Livros

Hemingway em Cuba

Norberto Fuentes
Havia projeções privadas de filmes no Finca Vigía. Entre os espectadores estavam os visitantes assíduos da casa: o médico Herrera Sotolongo e seu irmão Roberto, Sinsky, o padre Dom Andrés e alguns outros. Se esparramavam sobre as poltronas da sala e um projetor de 16 mm lançava suas imagens sobre a tela.
Hemingway alugava o material de diversas companhias distribuidoras. Quase sempre eram documentários sobre boxe.
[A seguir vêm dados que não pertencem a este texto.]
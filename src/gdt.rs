//! GDT and TSS initialization.
//!
//! Besides the usual kernel code segment this table carries Ring 3 code
//! and data segments (demand-paged programs run in user mode) and two
//! statically allocated trap stacks: the RSP0 stack every user-mode page
//! fault and syscall lands on, and a separate IST stack so a double fault
//! survives a corrupted kernel stack.

use lazy_static::lazy_static;
use x86_64::{
    instructions::tables::load_tss,
    registers::segmentation::{Segment, CS},
    structures::{
        gdt::{Descriptor, GlobalDescriptorTable, SegmentSelector},
        tss::TaskStateSegment,
    },
    PrivilegeLevel, VirtAddr,
};

use crate::memory::PGSIZE;

/// The index of the IST entry for the double fault handler.
pub const DOUBLE_FAULT_IST_INDEX: u16 = 0;

/// Pages in each trap stack. Page-fault servicing runs whole eviction and
/// swap-file I/O call chains on the RSP0 stack, so it gets headroom beyond
/// a single page.
const TRAP_STACK_PAGES: usize = 5;
const TRAP_STACK_SIZE: usize = TRAP_STACK_PAGES * PGSIZE as usize;

/// The loaded descriptor table and the selectors the rest of the kernel
/// needs from it.
struct KernelTables {
    gdt: GlobalDescriptorTable,
    kernel_code: SegmentSelector,
    tss: SegmentSelector,
    user_code: SegmentSelector,
    user_data: SegmentSelector,
}

lazy_static! {
    static ref TSS: TaskStateSegment = {
        let mut tss = TaskStateSegment::new();

        tss.interrupt_stack_table[DOUBLE_FAULT_IST_INDEX as usize] = {
            static mut DOUBLE_FAULT_STACK: [u8; TRAP_STACK_SIZE] = [0; TRAP_STACK_SIZE];

            // SAFETY:
            // Only the address range of the stack is taken here.
            VirtAddr::from_ptr(&raw const DOUBLE_FAULT_STACK) + TRAP_STACK_SIZE as u64
        };

        // RSP0: where the CPU lands when Ring 3 traps into the kernel.
        tss.privilege_stack_table[0] = {
            static mut RING0_STACK: [u8; TRAP_STACK_SIZE] = [0; TRAP_STACK_SIZE];

            // SAFETY:
            // Only the address range of the stack is taken here.
            VirtAddr::from_ptr(&raw const RING0_STACK) + TRAP_STACK_SIZE as u64
        };

        tss
    };

    static ref TABLES: KernelTables = {
        let mut gdt = GlobalDescriptorTable::new();
        let kernel_code = gdt.add_entry(Descriptor::kernel_code_segment());
        let tss = gdt.add_entry(Descriptor::tss_segment(&TSS));

        // `add_entry` hands back RPL=0 selectors; the user segments must be
        // requested with RPL=3 or the privilege checks reject them.
        let mut user_data = gdt.add_entry(Descriptor::user_data_segment());
        let mut user_code = gdt.add_entry(Descriptor::user_code_segment());
        user_data.set_rpl(PrivilegeLevel::Ring3);
        user_code.set_rpl(PrivilegeLevel::Ring3);

        KernelTables {
            gdt,
            kernel_code,
            tss,
            user_code,
            user_data,
        }
    };
}

/// Load the GDT, the kernel code segment and the TSS.
pub fn init() {
    TABLES.gdt.load();

    // SAFETY:
    // The selectors point into the table that was just loaded.
    unsafe {
        CS::set_reg(TABLES.kernel_code);
        load_tss(TABLES.tss);
    }
}

/// Returns the user code segment selector with Ring 3 privilege level.
#[must_use]
pub fn user_code_selector() -> SegmentSelector {
    TABLES.user_code
}

/// Returns the user data segment selector with Ring 3 privilege level.
#[must_use]
pub fn user_data_selector() -> SegmentSelector {
    TABLES.user_data
}
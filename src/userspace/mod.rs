//! User space support module.
//!
//! This module provides the infrastructure to load and execute user-mode
//! binaries in Ring 3:
//! - A segment-table executable format and its loader, which registers the
//!   memory layout with the paging core without mapping anything: pages
//!   arrive on first access through the page-fault handler.
//! - A syscall interface via `int 0x80` (`exit`, `write`, `sbrk`,
//!   `memstat`).
//! - A mechanism to switch from kernel mode (Ring 0) to user mode (Ring 3).

pub mod image;
pub mod process;
pub mod syscall;

/// Base virtual address where user program images are usually laid out.
pub const USER_IMAGE_BASE: u64 = 0x40_0000;

/// Default top of the user stack region (stack grows downward).
pub const USER_STACK_TOP: u64 = 0x80_0000;

/// Interrupt vector number used for syscalls (`int 0x80`).
pub const SYSCALL_INTERRUPT_INDEX: u8 = 0x80;
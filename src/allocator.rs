//! A simple heap allocator using the `linked_list_allocator` crate.

use linked_list_allocator::LockedHeap;
use x86_64::{
    structures::paging::{
        mapper::MapToError, FrameAllocator, Mapper, Page, PageTableFlags, Size4KiB,
    },
    VirtAddr,
};

use crate::memory;

/// Start address of the heap.
pub const HEAP_START: usize = 0x_4444_4444_0000;
/// Size of the heap in bytes.
pub const HEAP_SIZE: usize = 1000 * 1024; // 1 MiB

/// Map the kernel heap and hand it to the global allocator.
///
/// Must run after [`memory::init`]; the RAM file system, the frame free list
/// and the process loader all allocate from this heap.
///
/// # Errors
/// Might fail if the physical memory frame allocator runs out of memory.
pub fn init_heap() -> Result<(), MapToError<Size4KiB>> {
    let mut mapper = memory::mapper().lock();
    let mut frames = memory::frames().lock();

    let page_range = {
        let heap_start = VirtAddr::new(HEAP_START as u64);
        let heap_end = heap_start + HEAP_SIZE - 1_u64;
        let heap_start_page = Page::containing_address(heap_start);
        let heap_end_page = Page::containing_address(heap_end);
        Page::range_inclusive(heap_start_page, heap_end_page)
    };

    for page in page_range {
        let frame = frames
            .allocate_frame()
            .ok_or(MapToError::FrameAllocationFailed)?;
        let flags = PageTableFlags::PRESENT | PageTableFlags::WRITABLE;
        // SAFETY:
        //
        // The heap pages are not mapped by anyone else and the frame was just
        // allocated, so it is unused. init_heap only runs once.
        unsafe {
            mapper
                .map_to(page, frame, flags, &mut *frames)?
                .flush();
        }
    }

    // SAFETY:
    //
    // Init the allocator is unsafe because the caller must guarantee that the
    // heap memory is not used for other purposes.
    unsafe {
        ALLOCATOR.lock().init(HEAP_START, HEAP_SIZE);
    }

    Ok(())
}

#[global_allocator]
static ALLOCATOR: LockedHeap = LockedHeap::empty();
use crate::errors::ItemError;

/// One declared resource in the package manifest. All five attributes are
/// required by the content-packaging contract.
#[derive(Debug, Clone)]
pub struct ManifestEntry {
    pub file: String,
    pub title: String,
    pub identifier: String,
    pub resource_type: String,
    pub base: String,
}

/// A single answer option, owned by its question.
#[derive(Debug, Clone)]
pub struct Choice {
    pub text: String,
    pub ident: String,
}

impl Choice {
    /// Exact string match on the identifier; no normalization.
    pub fn is_correct(&self, correct_id: &str) -> bool {
        self.ident == correct_id
    }
}

/// One extracted multiple-choice question. `correct_choice_id` is absent
/// when the source item declares no "correct" response condition.
#[derive(Debug, Clone)]
pub struct Mcq {
    pub question: String,
    pub choices: Vec<Choice>,
    pub correct_choice_id: Option<String>,
}

impl Mcq {
    pub fn is_correct_choice(&self, choice: &Choice) -> bool {
        self.correct_choice_id
            .as_deref()
            .is_some_and(|id| choice.is_correct(id))
    }
}

/// Outcome of extracting one item: either a question or a recorded skip.
/// Skips stay in the list so a malformed item is visible, not swallowed.
#[derive(Debug)]
pub enum ItemOutcome {
    Extracted(Mcq),
    Skipped { index: usize, error: ItemError },
}

/// One manifest resource together with the items extracted from its file.
#[derive(Debug)]
pub struct Resource {
    pub entry: ManifestEntry,
    pub items: Vec<ItemOutcome>,
}

impl Resource {
    /// Retained questions, in item order.
    pub fn mcqs(&self) -> impl Iterator<Item = &Mcq> {
        self.items.iter().filter_map(|outcome| match outcome {
            ItemOutcome::Extracted(mcq) => Some(mcq),
            ItemOutcome::Skipped { .. } => None,
        })
    }

    /// Skipped items, in item order.
    pub fn skipped(&self) -> impl Iterator<Item = (usize, &ItemError)> {
        self.items.iter().filter_map(|outcome| match outcome {
            ItemOutcome::Extracted(_) => None,
            ItemOutcome::Skipped { index, error } => Some((*index, error)),
        })
    }
}
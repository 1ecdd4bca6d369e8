use roxmltree::Node;
use scraper::Html;

use crate::errors::MalformedNode;
use crate::names;

/// Returns the plain text of a formatted-text node. A node declaring itself
/// HTML has its markup stripped and entities resolved; any other format is
/// returned verbatim.
pub fn clean(node: Node) -> Result<String, MalformedNode> {
    let format = super::attr(node, "type").ok_or(MalformedNode("type attribute"))?;
    let payload = node.text().ok_or(MalformedNode("text payload"))?;

    if format == names::HTML_FORMAT {
        Ok(strip_html(payload))
    } else {
        Ok(payload.to_owned())
    }
}

fn strip_html(payload: &str) -> String {
    Html::parse_fragment(payload).root_element().text().collect()
}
Tinha um que lhe interessava particularmente: mostrava a luta de Rocky Graziano e Tony Zalet, pelo campeonato mundial dos pesos médios, celebrada em Nova Iorque no dia 27 de setembro de 1946 (uma das três que disputaram nessa época, entre 1946 e 1949). “Muito boa luta” comentava Hemingway em espanhol.
Em certa ocasião conseguiram da embaixada norte-americana a série completa de Vitória no Mar, que narra as operações navais norte-americanas no Pacífico durante a Segunda Guerra Mundial. É uma excelente série de vinte capítulos, de uma hora de duração cada um, realizado com material filmado por cinegrafistas da Marinha norte-americana. Mas havia uma cena que chamava a atenção de Hemingway. Projetou-a uma e outra vez e ordenara que se parasse o projetor num determinado quadro: numa das ilhotas do Pacífico, os marines conquistaram a vitória. E a defesa japonesa é quase nula. Há um bunker, que já não oferece resistência. Os japoneses se vêem obrigados a sair de sua prisão de concreto. Lá fora, um sargento dos marines espera pelos japoneses com um lança-chamas na mão, e os “fuzila” um por um, queimando-os vivos. A cena foi filmada de trás do sargento. A cada tanto ele dá a volta e sorri para a câmera.
- Eu duvido que esta cena apareça em todas as cópias de Vitória no Mar – afirmava Hemingway.
- Rapazes – perguntou uma vez o padre Dom Andrés -, por que param sempre nesta bendita cena?
- Juramos matar esse cara onde quer que a gente o encontre – explicou o médico Herrera Sotolongo. Ernesto quer que a gente guarde o seu rosto na memória.